**Prompt**
Your task is to find every line of the listing that includes "corner" and copy it.

**Source data**
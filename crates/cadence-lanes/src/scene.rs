// Copyright 2025 eraflo
//
// Licensed under the Apache License, Version 2.0 (the "License");
// you may not use this file except in compliance with the License.
// You may obtain a copy of the License at
//
//     http://www.apache.org/licenses/LICENSE-2.0
//
// Unless required by applicable law or agreed to in writing, software
// distributed under the License is distributed on an "AS IS" BASIS,
// WITHOUT WARRANTIES OR CONDITIONS OF ANY KIND, either express or implied.
// See the License for the specific language governing permissions and
// limitations under the License.

//! Scene input and the GPU container built from it.
//!
//! A [`SceneSource`] is the opaque description handed to the loader. The
//! loader turns it into a [`SceneResources`]: meshes copied into the static
//! pool, textures uploaded through the upload heap and a table of shader
//! resource views shared by every lane that draws the scene.

use cadence_core::{
    ConfigurationError, DescriptorTable, GraphicsDevice, RenderError, ResourceState, SceneLight,
    TextureDescriptor, TextureFormat, TextureUsage, ViewKind,
};
use cadence_data::{DescriptorHeaps, StaticBufferPool, Suballocation, TrackedTexture, UploadHeap};
use glam::{Mat4, Vec3};

/// Placement alignment of texture data in the upload heap.
pub const TEXTURE_UPLOAD_ALIGNMENT: u64 = 512;

/// Decoded texels of one texture.
#[derive(Debug, Clone, PartialEq)]
pub struct TextureData {
    /// Asset name.
    pub name: String,
    /// Width in texels.
    pub width: u32,
    /// Height in texels.
    pub height: u32,
    /// Texel format.
    pub format: TextureFormat,
    /// Tightly packed texels, row-major.
    pub pixels: Vec<u8>,
}

impl TextureData {
    /// A `width` x `height` RGBA8 texture of one color.
    pub fn solid(name: impl Into<String>, width: u32, height: u32, rgba: [u8; 4]) -> Self {
        Self {
            name: name.into(),
            width,
            height,
            format: TextureFormat::Rgba8Unorm,
            pixels: rgba.repeat((width * height) as usize),
        }
    }
}

/// Geometry of one mesh.
#[derive(Debug, Clone, PartialEq)]
pub struct MeshData {
    /// Asset name.
    pub name: String,
    /// Interleaved vertex data.
    pub vertices: Vec<u8>,
    /// Bytes per vertex.
    pub vertex_stride: u32,
    /// Triangle list indices.
    pub indices: Vec<u32>,
    /// Object to world.
    pub world: Mat4,
    /// Object space bounding box minimum.
    pub bounds_min: Vec3,
    /// Object space bounding box maximum.
    pub bounds_max: Vec3,
}

impl MeshData {
    /// A unit cube of position-only vertices placed by `world`.
    pub fn cube(name: impl Into<String>, world: Mat4) -> Self {
        let mut vertices = Vec::with_capacity(8 * 12);
        for i in 0..8u32 {
            let corner = [
                if i & 1 == 0 { -1.0f32 } else { 1.0 },
                if i & 2 == 0 { -1.0 } else { 1.0 },
                if i & 4 == 0 { -1.0 } else { 1.0 },
            ];
            vertices.extend_from_slice(bytemuck::cast_slice(&corner));
        }
        #[rustfmt::skip]
        let indices = vec![
            0, 2, 1, 1, 2, 3, // -z
            4, 5, 6, 5, 7, 6, // +z
            0, 1, 4, 1, 5, 4, // -y
            2, 6, 3, 3, 6, 7, // +y
            0, 4, 2, 2, 4, 6, // -x
            1, 3, 5, 3, 7, 5, // +x
        ];
        Self {
            name: name.into(),
            vertices,
            vertex_stride: 12,
            indices,
            world,
            bounds_min: Vec3::NEG_ONE,
            bounds_max: Vec3::ONE,
        }
    }
}

/// An opaque scene description the loader can pull assets from.
///
/// Asset access may fail (missing file, corrupt data); the loader reports
/// such failures as an aborted load.
pub trait SceneSource: Send + Sync {
    /// Display name.
    fn name(&self) -> &str;

    /// Every texture of the scene.
    fn textures(&self) -> anyhow::Result<Vec<TextureData>>;

    /// Every mesh of the scene.
    fn meshes(&self) -> anyhow::Result<Vec<MeshData>>;

    /// Punctual lights authored in the scene.
    fn lights(&self) -> Vec<SceneLight> {
        Vec::new()
    }
}

/// A scene held in memory.
#[derive(Debug, Clone, Default)]
pub struct MemoryScene {
    name: String,
    textures: Vec<TextureData>,
    meshes: Vec<MeshData>,
    lights: Vec<SceneLight>,
}

impl MemoryScene {
    /// An empty scene.
    pub fn new(name: impl Into<String>) -> Self {
        Self {
            name: name.into(),
            ..Self::default()
        }
    }

    /// Adds a texture.
    pub fn with_texture(mut self, texture: TextureData) -> Self {
        self.textures.push(texture);
        self
    }

    /// Adds a mesh.
    pub fn with_mesh(mut self, mesh: MeshData) -> Self {
        self.meshes.push(mesh);
        self
    }

    /// Adds a light.
    pub fn with_light(mut self, light: SceneLight) -> Self {
        self.lights.push(light);
        self
    }
}

impl SceneSource for MemoryScene {
    fn name(&self) -> &str {
        &self.name
    }

    fn textures(&self) -> anyhow::Result<Vec<TextureData>> {
        Ok(self.textures.clone())
    }

    fn meshes(&self) -> anyhow::Result<Vec<MeshData>> {
        Ok(self.meshes.clone())
    }

    fn lights(&self) -> Vec<SceneLight> {
        self.lights.clone()
    }
}

/// A mesh living in the static pool.
#[derive(Debug, Clone, PartialEq)]
pub struct GpuMesh {
    /// Asset name.
    pub name: String,
    /// Vertex data.
    pub vertices: Suballocation,
    /// 32-bit index data.
    pub indices: Suballocation,
    /// Bytes per vertex.
    pub vertex_stride: u32,
    /// Number of indices.
    pub index_count: u32,
    /// Object to world.
    pub world: Mat4,
    /// Object space bounding box minimum.
    pub bounds_min: Vec3,
    /// Object space bounding box maximum.
    pub bounds_max: Vec3,
}

impl GpuMesh {
    /// Maps the unit cube `[-1, 1]^3` onto the mesh's world space bounding box.
    pub fn bounds_transform(&self) -> Mat4 {
        let center = (self.bounds_min + self.bounds_max) * 0.5;
        let half_extent = (self.bounds_max - self.bounds_min) * 0.5;
        self.world * Mat4::from_translation(center) * Mat4::from_scale(half_extent)
    }
}

/// The textures, buffers and lights of a loaded scene.
#[derive(Debug)]
pub struct SceneResources {
    name: String,
    meshes: Vec<GpuMesh>,
    lights: Vec<SceneLight>,
    textures: Vec<TrackedTexture>,
    texture_table: Option<DescriptorTable>,
}

impl SceneResources {
    /// Copies `meshes` into the static pool.
    ///
    /// The data reaches video memory with the pool's next upload.
    pub fn create(
        device: &dyn GraphicsDevice,
        static_pool: &mut StaticBufferPool,
        name: &str,
        meshes: &[MeshData],
        lights: Vec<SceneLight>,
    ) -> Result<Self, RenderError> {
        let mut gpu_meshes = Vec::with_capacity(meshes.len());
        for mesh in meshes {
            if mesh.vertex_stride == 0
                || mesh.vertices.len() % mesh.vertex_stride as usize != 0
                || mesh.indices.is_empty()
            {
                return Err(RenderError::ResourceError(format!(
                    "mesh '{}' has malformed geometry",
                    mesh.name
                )));
            }
            let vertices = static_pool.allocate_with_data(device, &mesh.vertices)?;
            let indices =
                static_pool.allocate_with_data(device, bytemuck::cast_slice(&mesh.indices))?;
            gpu_meshes.push(GpuMesh {
                name: mesh.name.clone(),
                vertices,
                indices,
                vertex_stride: mesh.vertex_stride,
                index_count: mesh.indices.len() as u32,
                world: mesh.world,
                bounds_min: mesh.bounds_min,
                bounds_max: mesh.bounds_max,
            });
        }
        log::info!(
            "Scene '{}': {} meshes staged in the static pool",
            name,
            gpu_meshes.len()
        );
        Ok(Self {
            name: name.to_string(),
            meshes: gpu_meshes,
            lights,
            textures: Vec::new(),
            texture_table: None,
        })
    }

    /// Creates and uploads every texture and gives each a shader resource view.
    ///
    /// Copies are recorded into the upload heap; if it fills up it is flushed
    /// and the texture retried once.
    pub fn load_textures(
        &mut self,
        device: &dyn GraphicsDevice,
        descriptors: &mut DescriptorHeaps,
        upload_heap: &mut UploadHeap,
        textures: &[TextureData],
    ) -> Result<(), RenderError> {
        for data in textures {
            let descriptor = TextureDescriptor::new_2d(
                &data.name,
                data.width,
                data.height,
                data.format,
                TextureUsage::SHADER_RESOURCE | TextureUsage::COPY_DST,
                ResourceState::CopyDest,
            );
            if data.pixels.len() as u64 != descriptor.byte_size() {
                return Err(RenderError::ResourceError(format!(
                    "texture '{}' has {} bytes, expected {}",
                    data.name,
                    data.pixels.len(),
                    descriptor.byte_size()
                )));
            }
            let mut texture = TrackedTexture::create(device, &descriptor)?;

            let staged = match upload_heap.stage(device, &data.pixels, TEXTURE_UPLOAD_ALIGNMENT) {
                Err(RenderError::Configuration(ConfigurationError::BufferPoolExhausted { .. }))
                    if upload_heap.used() > 0 =>
                {
                    upload_heap.flush_and_wait(device)?;
                    upload_heap.stage(device, &data.pixels, TEXTURE_UPLOAD_ALIGNMENT)
                }
                other => other,
            };
            let uploaded = staged
                .and_then(|allocation| upload_heap.copy_to_texture(device, &allocation, &mut texture));
            if let Err(e) = uploaded {
                texture.destroy(device);
                return Err(e);
            }
            self.textures.push(texture);
        }

        if !self.textures.is_empty() {
            let table = descriptors.allocate_cbv_srv_uav(self.textures.len() as u32)?;
            for (texture, handle) in self.textures.iter().zip(table.iter()) {
                device.create_view(texture.id(), ViewKind::ShaderResource, handle)?;
            }
            self.texture_table = Some(table);
        }
        log::info!(
            "Scene '{}': {} textures uploaded",
            self.name,
            self.textures.len()
        );
        Ok(())
    }

    /// Scene name.
    pub fn name(&self) -> &str {
        &self.name
    }

    /// Meshes in the static pool.
    pub fn meshes(&self) -> &[GpuMesh] {
        &self.meshes
    }

    /// Authored lights.
    pub fn lights(&self) -> &[SceneLight] {
        &self.lights
    }

    /// Uploaded textures.
    pub fn textures(&self) -> &[TrackedTexture] {
        &self.textures
    }

    /// Shader resource views of the textures, in texture order.
    pub fn texture_table(&self) -> Option<DescriptorTable> {
        self.texture_table
    }

    /// Destroys the textures. Static pool ranges and descriptors stay reserved.
    pub fn destroy(self, device: &dyn GraphicsDevice) {
        for texture in self.textures {
            texture.destroy(device);
        }
        log::debug!("Scene '{}' resources destroyed", self.name);
    }
}

#[cfg(test)]
mod tests {
    use super::*;
    use cadence_core::DescriptorCounts;
    use cadence_infra::HeadlessDevice;

    struct Pools {
        descriptors: DescriptorHeaps,
        static_pool: StaticBufferPool,
        upload_heap: UploadHeap,
    }

    fn pools(device: &HeadlessDevice, upload_size: u64) -> Pools {
        Pools {
            descriptors: DescriptorHeaps::new(device, &DescriptorCounts::default()).unwrap(),
            static_pool: StaticBufferPool::new(device, 1 << 16, true).unwrap(),
            upload_heap: UploadHeap::new(device, upload_size).unwrap(),
        }
    }

    #[test]
    fn test_cube_geometry() {
        let cube = MeshData::cube("cube", Mat4::IDENTITY);
        assert_eq!(cube.vertices.len(), 8 * 12);
        assert_eq!(cube.indices.len(), 36);
        assert!(cube.indices.iter().all(|&i| i < 8));
    }

    #[test]
    fn test_meshes_land_in_static_pool() {
        let device = HeadlessDevice::default();
        let mut pools = pools(&device, 1 << 16);
        let meshes = vec![
            MeshData::cube("a", Mat4::IDENTITY),
            MeshData::cube("b", Mat4::from_translation(Vec3::X * 3.0)),
        ];
        let scene =
            SceneResources::create(&device, &mut pools.static_pool, "test", &meshes, Vec::new())
                .unwrap();
        assert_eq!(scene.meshes().len(), 2);
        assert_eq!(scene.meshes()[0].index_count, 36);
        assert!(pools.static_pool.used() >= 2 * (96 + 144));
    }

    #[test]
    fn test_malformed_mesh_is_rejected() {
        let device = HeadlessDevice::default();
        let mut pools = pools(&device, 1 << 16);
        let mut mesh = MeshData::cube("broken", Mat4::IDENTITY);
        mesh.vertices.pop();
        let result =
            SceneResources::create(&device, &mut pools.static_pool, "test", &[mesh], Vec::new());
        assert!(matches!(result, Err(RenderError::ResourceError(_))));
    }

    #[test]
    fn test_textures_get_views_and_survive_a_full_heap() {
        let device = HeadlessDevice::default();
        // Room for one 16x16 RGBA texture at a time.
        let mut pools = pools(&device, 1024);
        let mut scene =
            SceneResources::create(&device, &mut pools.static_pool, "test", &[], Vec::new())
                .unwrap();
        let textures = vec![
            TextureData::solid("albedo", 16, 16, [255, 0, 0, 255]),
            TextureData::solid("normal", 16, 16, [128, 128, 255, 255]),
        ];
        scene
            .load_textures(&device, &mut pools.descriptors, &mut pools.upload_heap, &textures)
            .unwrap();
        pools.upload_heap.flush_and_wait(&device).unwrap();

        assert_eq!(scene.textures().len(), 2);
        assert_eq!(scene.texture_table().map(|t| t.len()), Some(2));
        for texture in scene.textures() {
            assert_eq!(
                device.texture_state(texture.id()),
                Some(ResourceState::PixelShaderResource)
            );
            assert_eq!(device.texture_uploaded_bytes(texture.id()), Some(1024));
        }

        scene.destroy(&device);
        assert_eq!(device.live_textures(), 0);
    }
}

**Response below**
            let corner = [
            vertices.extend_from_slice(bytemuck::cast_slice(&corner));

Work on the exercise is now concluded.